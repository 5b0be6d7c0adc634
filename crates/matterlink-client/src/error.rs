//! Client errors.

use matterlink_core::{Command, ErrorCode, ProtocolError};
use std::time::Duration;
use tokio_tungstenite::tungstenite;

/// Failure to establish (or reuse) a connection.
#[derive(Debug, thiserror::Error)]
pub enum ConnectionError {
    #[error("already connected or connecting")]
    AlreadyConnected,
    #[error("client is closed, create a new one to reconnect")]
    Closed,
    #[error("failed to open {url}: {source}")]
    Open {
        url: String,
        #[source]
        source: Box<tungstenite::Error>,
    },
    #[error("timed out connecting to {0}")]
    OpenTimeout(String),
    #[error("connection closed before the handshake")]
    ClosedBeforeHandshake,
    #[error("invalid handshake: {0}")]
    InvalidHandshake(#[from] ProtocolError),
    #[error("incompatible server: {0}")]
    IncompatibleServer(String),
}

/// Everything a command or connect call can fail with.
#[derive(Debug, thiserror::Error)]
pub enum ClientError {
    #[error(transparent)]
    Connection(#[from] ConnectionError),
    #[error("not connected")]
    NotConnected,
    #[error(
        "{command} needs server schema {required} but the server has {actual}, update the Matter server"
    )]
    UnsupportedVersion {
        command: Command,
        required: u32,
        actual: u32,
    },
    #[error(
        "server rejected the command ({}): {}",
        ErrorCode::from(.code.to_owned()),
        .details.as_deref().unwrap_or("no details")
    )]
    Remote { code: i64, details: Option<String> },
    #[error("{command} got no response within {after:?}")]
    Timeout { command: Command, after: Duration },
    #[error("connection lost before a response arrived")]
    ConnectionLost,
    #[error("unexpected result for {command}: {source}")]
    Decode {
        command: Command,
        #[source]
        source: serde_json::Error,
    },
    #[error("failed to encode {command}: {source}")]
    Encode {
        command: Command,
        #[source]
        source: serde_json::Error,
    },
}

impl ClientError {
    /// The server's error code, for [`ClientError::Remote`].
    pub fn error_code(&self) -> Option<ErrorCode> {
        match self {
            Self::Remote { code, .. } => Some(ErrorCode::from(*code)),
            _ => None,
        }
    }
}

++++++++++

- **What you are asked to do**:
Every line above that includes the word "ClientError" should be listed.

- **Answer to this task**:
pub enum ClientError {
impl ClientError {
    /// The server's error code, for [`ClientError::Remote`].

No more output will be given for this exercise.